_INPUT_:
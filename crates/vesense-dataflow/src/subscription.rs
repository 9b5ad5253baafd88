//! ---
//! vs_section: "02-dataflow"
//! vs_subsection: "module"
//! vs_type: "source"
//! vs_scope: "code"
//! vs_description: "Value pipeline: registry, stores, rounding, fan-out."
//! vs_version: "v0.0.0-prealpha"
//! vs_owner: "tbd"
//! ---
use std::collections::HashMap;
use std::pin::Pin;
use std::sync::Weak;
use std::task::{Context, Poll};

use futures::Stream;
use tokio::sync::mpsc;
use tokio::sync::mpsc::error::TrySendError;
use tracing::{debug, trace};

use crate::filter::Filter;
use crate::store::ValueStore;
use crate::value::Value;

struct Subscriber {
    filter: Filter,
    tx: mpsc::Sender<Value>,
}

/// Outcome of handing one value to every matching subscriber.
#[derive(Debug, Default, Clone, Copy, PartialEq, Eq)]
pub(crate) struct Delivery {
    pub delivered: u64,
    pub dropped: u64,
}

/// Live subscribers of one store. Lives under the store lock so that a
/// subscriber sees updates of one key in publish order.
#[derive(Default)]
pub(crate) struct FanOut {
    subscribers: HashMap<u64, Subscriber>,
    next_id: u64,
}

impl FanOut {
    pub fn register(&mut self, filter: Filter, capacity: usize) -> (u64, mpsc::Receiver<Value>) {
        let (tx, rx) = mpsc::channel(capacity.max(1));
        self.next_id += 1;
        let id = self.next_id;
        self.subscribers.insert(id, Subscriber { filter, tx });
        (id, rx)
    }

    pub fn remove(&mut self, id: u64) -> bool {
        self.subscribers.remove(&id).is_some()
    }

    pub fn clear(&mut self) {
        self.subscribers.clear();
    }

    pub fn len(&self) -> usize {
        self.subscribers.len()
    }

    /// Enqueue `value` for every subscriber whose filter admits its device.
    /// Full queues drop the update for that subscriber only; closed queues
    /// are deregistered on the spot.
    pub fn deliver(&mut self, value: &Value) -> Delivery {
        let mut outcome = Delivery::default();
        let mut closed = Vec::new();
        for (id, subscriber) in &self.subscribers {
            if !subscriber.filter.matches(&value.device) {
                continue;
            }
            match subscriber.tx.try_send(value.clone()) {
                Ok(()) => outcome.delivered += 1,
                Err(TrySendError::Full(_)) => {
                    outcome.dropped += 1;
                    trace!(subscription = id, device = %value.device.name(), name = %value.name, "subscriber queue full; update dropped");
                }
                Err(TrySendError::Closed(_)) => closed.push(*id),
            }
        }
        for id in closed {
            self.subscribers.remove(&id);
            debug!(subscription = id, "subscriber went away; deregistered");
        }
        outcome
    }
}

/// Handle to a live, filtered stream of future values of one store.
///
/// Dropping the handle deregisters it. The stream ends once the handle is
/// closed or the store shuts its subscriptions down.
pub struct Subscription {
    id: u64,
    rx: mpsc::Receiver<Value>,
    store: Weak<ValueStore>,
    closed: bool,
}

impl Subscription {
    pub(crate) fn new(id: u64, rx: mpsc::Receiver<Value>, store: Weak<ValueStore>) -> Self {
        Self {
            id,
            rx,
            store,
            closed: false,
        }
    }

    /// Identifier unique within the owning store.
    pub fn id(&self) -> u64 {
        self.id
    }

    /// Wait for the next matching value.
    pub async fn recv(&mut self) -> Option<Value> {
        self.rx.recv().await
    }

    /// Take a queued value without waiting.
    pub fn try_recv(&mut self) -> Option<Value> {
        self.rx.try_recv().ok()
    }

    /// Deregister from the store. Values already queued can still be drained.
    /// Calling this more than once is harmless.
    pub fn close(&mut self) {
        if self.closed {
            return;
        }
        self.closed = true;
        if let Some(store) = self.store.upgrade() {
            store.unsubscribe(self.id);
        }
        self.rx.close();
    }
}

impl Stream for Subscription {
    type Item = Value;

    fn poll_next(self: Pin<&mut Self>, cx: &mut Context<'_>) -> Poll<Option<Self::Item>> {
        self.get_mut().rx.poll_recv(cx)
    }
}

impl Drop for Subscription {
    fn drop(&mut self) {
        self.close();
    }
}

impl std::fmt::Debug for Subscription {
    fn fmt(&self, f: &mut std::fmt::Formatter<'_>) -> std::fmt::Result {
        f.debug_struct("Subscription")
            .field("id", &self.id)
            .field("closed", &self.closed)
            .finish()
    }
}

---

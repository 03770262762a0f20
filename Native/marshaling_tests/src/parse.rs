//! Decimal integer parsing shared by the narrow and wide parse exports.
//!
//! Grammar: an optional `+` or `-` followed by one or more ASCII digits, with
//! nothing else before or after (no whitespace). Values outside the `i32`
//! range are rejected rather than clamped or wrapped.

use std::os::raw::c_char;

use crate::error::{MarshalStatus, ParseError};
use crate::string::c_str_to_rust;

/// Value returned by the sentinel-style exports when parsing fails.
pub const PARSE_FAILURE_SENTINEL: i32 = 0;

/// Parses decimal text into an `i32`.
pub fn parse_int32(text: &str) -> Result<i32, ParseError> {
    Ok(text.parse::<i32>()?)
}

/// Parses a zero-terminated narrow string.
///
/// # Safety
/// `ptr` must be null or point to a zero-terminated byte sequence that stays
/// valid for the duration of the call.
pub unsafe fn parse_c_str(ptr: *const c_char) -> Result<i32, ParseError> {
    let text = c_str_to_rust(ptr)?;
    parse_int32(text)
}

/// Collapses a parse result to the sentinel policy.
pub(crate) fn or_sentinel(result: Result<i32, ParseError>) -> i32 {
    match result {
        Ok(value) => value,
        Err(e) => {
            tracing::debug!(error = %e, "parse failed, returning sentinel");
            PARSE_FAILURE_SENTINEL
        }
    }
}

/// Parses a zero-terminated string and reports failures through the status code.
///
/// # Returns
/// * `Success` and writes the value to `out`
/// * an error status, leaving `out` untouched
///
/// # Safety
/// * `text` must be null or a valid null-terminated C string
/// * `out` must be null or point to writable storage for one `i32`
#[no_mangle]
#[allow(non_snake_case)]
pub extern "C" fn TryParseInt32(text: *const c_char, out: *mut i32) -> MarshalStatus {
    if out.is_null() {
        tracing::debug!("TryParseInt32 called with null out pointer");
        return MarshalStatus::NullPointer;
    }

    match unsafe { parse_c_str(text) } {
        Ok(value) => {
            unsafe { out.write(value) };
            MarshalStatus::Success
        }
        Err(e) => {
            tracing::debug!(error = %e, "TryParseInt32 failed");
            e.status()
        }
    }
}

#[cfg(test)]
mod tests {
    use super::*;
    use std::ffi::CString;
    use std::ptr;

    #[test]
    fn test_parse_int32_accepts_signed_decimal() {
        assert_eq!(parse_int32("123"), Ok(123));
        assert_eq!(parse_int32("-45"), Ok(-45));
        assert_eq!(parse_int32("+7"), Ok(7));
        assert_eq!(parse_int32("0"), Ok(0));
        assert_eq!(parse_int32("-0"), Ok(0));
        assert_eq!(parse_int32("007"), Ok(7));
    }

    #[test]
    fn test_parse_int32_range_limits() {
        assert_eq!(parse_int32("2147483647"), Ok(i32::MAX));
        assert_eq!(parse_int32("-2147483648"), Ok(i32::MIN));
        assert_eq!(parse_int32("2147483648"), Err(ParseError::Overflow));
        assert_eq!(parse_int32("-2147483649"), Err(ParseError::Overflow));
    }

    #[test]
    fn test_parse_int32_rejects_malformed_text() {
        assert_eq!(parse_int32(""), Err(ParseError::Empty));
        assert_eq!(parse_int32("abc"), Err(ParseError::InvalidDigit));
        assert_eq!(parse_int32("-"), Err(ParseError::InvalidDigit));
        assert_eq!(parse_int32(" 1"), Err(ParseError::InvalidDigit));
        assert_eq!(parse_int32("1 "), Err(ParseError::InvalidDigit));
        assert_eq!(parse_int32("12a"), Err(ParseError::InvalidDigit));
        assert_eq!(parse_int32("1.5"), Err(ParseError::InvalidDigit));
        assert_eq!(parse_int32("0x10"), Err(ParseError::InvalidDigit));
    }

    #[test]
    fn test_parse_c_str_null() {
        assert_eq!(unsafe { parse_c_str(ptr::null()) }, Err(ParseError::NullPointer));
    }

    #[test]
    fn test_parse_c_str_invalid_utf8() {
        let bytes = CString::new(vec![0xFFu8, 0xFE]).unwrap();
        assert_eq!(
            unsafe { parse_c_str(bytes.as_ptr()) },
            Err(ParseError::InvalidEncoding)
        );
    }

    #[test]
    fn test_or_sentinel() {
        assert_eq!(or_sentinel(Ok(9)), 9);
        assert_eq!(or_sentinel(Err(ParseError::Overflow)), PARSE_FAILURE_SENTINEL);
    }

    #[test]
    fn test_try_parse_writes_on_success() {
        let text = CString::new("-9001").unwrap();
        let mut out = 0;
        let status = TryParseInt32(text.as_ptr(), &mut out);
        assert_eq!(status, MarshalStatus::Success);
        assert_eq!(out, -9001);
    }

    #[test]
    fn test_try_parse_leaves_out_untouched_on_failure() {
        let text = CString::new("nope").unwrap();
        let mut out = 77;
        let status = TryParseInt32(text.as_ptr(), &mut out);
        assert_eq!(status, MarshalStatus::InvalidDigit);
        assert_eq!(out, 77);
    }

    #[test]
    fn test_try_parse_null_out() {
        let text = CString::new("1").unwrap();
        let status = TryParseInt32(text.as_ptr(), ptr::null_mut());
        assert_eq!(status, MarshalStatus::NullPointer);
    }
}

_WHAT IS BEING ASKED_: Take from the material above every line that includes the word "code".

_ANSWER TO THIS PROBLEM_:
//! vs_scope: "code"
/// Parses a zero-terminated string and reports failures through the status code.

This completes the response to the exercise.